Data for analysis Start Marker

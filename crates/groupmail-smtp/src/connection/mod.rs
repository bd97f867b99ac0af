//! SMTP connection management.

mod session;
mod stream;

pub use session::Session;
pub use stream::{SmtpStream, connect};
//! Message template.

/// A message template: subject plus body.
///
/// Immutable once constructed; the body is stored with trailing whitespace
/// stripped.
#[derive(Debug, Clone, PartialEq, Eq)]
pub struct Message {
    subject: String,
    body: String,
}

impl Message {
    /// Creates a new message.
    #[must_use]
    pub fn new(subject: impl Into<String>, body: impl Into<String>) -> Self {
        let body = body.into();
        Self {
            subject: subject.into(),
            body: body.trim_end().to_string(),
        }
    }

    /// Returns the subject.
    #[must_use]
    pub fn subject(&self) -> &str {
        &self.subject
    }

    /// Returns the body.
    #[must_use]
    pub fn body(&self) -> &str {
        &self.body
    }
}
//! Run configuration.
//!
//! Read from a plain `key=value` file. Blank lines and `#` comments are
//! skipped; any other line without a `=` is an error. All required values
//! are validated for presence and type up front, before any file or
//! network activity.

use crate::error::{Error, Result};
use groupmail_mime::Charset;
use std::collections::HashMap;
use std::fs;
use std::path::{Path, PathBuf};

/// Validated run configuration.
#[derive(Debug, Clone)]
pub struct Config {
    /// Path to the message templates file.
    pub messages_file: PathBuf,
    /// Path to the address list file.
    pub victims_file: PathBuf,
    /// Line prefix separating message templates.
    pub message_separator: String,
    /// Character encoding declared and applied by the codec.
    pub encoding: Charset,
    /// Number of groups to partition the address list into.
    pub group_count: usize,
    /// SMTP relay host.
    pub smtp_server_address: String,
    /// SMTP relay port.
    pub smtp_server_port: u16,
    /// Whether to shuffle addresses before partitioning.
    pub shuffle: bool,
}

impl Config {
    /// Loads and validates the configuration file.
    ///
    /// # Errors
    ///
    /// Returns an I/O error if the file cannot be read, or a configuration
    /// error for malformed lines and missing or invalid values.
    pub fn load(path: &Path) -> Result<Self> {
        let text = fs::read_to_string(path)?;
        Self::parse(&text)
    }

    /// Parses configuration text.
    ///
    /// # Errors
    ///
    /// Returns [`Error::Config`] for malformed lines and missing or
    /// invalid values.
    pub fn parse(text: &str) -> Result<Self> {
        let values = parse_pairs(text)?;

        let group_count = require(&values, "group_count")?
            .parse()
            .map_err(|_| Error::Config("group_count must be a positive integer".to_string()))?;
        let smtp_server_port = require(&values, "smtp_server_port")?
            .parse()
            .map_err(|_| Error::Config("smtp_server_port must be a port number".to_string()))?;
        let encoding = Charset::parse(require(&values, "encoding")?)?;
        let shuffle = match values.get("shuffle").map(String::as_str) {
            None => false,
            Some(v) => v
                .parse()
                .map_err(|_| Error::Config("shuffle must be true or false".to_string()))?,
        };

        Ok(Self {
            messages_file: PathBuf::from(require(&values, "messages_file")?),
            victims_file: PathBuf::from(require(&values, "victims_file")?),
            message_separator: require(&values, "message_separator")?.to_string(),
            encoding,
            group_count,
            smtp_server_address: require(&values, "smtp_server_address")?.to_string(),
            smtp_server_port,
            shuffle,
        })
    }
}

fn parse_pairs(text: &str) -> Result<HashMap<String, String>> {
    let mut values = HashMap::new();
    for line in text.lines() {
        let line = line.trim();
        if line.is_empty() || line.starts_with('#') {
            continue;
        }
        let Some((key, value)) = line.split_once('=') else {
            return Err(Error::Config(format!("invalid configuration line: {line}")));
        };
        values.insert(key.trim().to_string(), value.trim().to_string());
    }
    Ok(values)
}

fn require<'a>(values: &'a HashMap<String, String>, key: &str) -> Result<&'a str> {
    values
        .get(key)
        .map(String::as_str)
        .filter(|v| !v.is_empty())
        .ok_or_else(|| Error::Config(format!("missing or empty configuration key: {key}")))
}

Data for analysis End Marker

*The problem:* Your answer must be every record above, retyped exactly.

*Exercise answer:*
filename crates/groupmail-smtp/src/connection/mod.rs
repository bd97f867b99ac0af
//! SMTP connection management.

mod session;
mod stream;

pub use session::Session;
pub use stream::{SmtpStream, connect};
//! Message template.

/// A message template: subject plus body.
///
/// Immutable once constructed; the body is stored with trailing whitespace
/// stripped.
#[derive(Debug, Clone, PartialEq, Eq)]
pub struct Message {
    subject: String,
    body: String,
}

impl Message {
    /// Creates a new message.
    #[must_use]
    pub fn new(subject: impl Into<String>, body: impl Into<String>) -> Self {
        let body = body.into();
        Self {
            subject: subject.into(),
            body: body.trim_end().to_string(),
        }
    }

    /// Returns the subject.
    #[must_use]
    pub fn subject(&self) -> &str {
        &self.subject
    }

    /// Returns the body.
    #[must_use]
    pub fn body(&self) -> &str {
        &self.body
    }
}
//! Run configuration.
//!
//! Read from a plain `key=value` file. Blank lines and `#` comments are
//! skipped; any other line without a `=` is an error. All required values
//! are validated for presence and type up front, before any file or
//! network activity.

use crate::error::{Error, Result};
use groupmail_mime::Charset;
use std::collections::HashMap;
use std::fs;
use std::path::{Path, PathBuf};

/// Validated run configuration.
#[derive(Debug, Clone)]
pub struct Config {
    /// Path to the message templates file.
    pub messages_file: PathBuf,
    /// Path to the address list file.
    pub victims_file: PathBuf,
    /// Line prefix separating message templates.
    pub message_separator: String,
    /// Character encoding declared and applied by the codec.
    pub encoding: Charset,
    /// Number of groups to partition the address list into.
    pub group_count: usize,
    /// SMTP relay host.
    pub smtp_server_address: String,
    /// SMTP relay port.
    pub smtp_server_port: u16,
    /// Whether to shuffle addresses before partitioning.
    pub shuffle: bool,
}

impl Config {
    /// Loads and validates the configuration file.
    ///
    /// # Errors
    ///
    /// Returns an I/O error if the file cannot be read, or a configuration
    /// error for malformed lines and missing or invalid values.
    pub fn load(path: &Path) -> Result<Self> {
        let text = fs::read_to_string(path)?;
        Self::parse(&text)
    }

    /// Parses configuration text.
    ///
    /// # Errors
    ///
    /// Returns [`Error::Config`] for malformed lines and missing or
    /// invalid values.
    pub fn parse(text: &str) -> Result<Self> {
        let values = parse_pairs(text)?;

        let group_count = require(&values, "group_count")?
            .parse()
            .map_err(|_| Error::Config("group_count must be a positive integer".to_string()))?;
        let smtp_server_port = require(&values, "smtp_server_port")?
            .parse()
            .map_err(|_| Error::Config("smtp_server_port must be a port number".to_string()))?;
        let encoding = Charset::parse(require(&values, "encoding")?)?;
        let shuffle = match values.get("shuffle").map(String::as_str) {
            None => false,
            Some(v) => v
                .parse()
                .map_err(|_| Error::Config("shuffle must be true or false".to_string()))?,
        };

        Ok(Self {
            messages_file: PathBuf::from(require(&values, "messages_file")?),
            victims_file: PathBuf::from(require(&values, "victims_file")?),
            message_separator: require(&values, "message_separator")?.to_string(),
            encoding,
            group_count,
            smtp_server_address: require(&values, "smtp_server_address")?.to_string(),
            smtp_server_port,
            shuffle,
        })
    }
}

fn parse_pairs(text: &str) -> Result<HashMap<String, String>> {
    let mut values = HashMap::new();
    for line in text.lines() {
        let line = line.trim();
        if line.is_empty() || line.starts_with('#') {
            continue;
        }
        let Some((key, value)) = line.split_once('=') else {
            return Err(Error::Config(format!("invalid configuration line: {line}")));
        };
        values.insert(key.trim().to_string(), value.trim().to_string());
    }
    Ok(values)
}

fn require<'a>(values: &'a HashMap<String, String>, key: &str) -> Result<&'a str> {
    values
        .get(key)
        .map(String::as_str)
        .filter(|v| !v.is_empty())
        .ok_or_else(|| Error::Config(format!("missing or empty configuration key: {key}")))
}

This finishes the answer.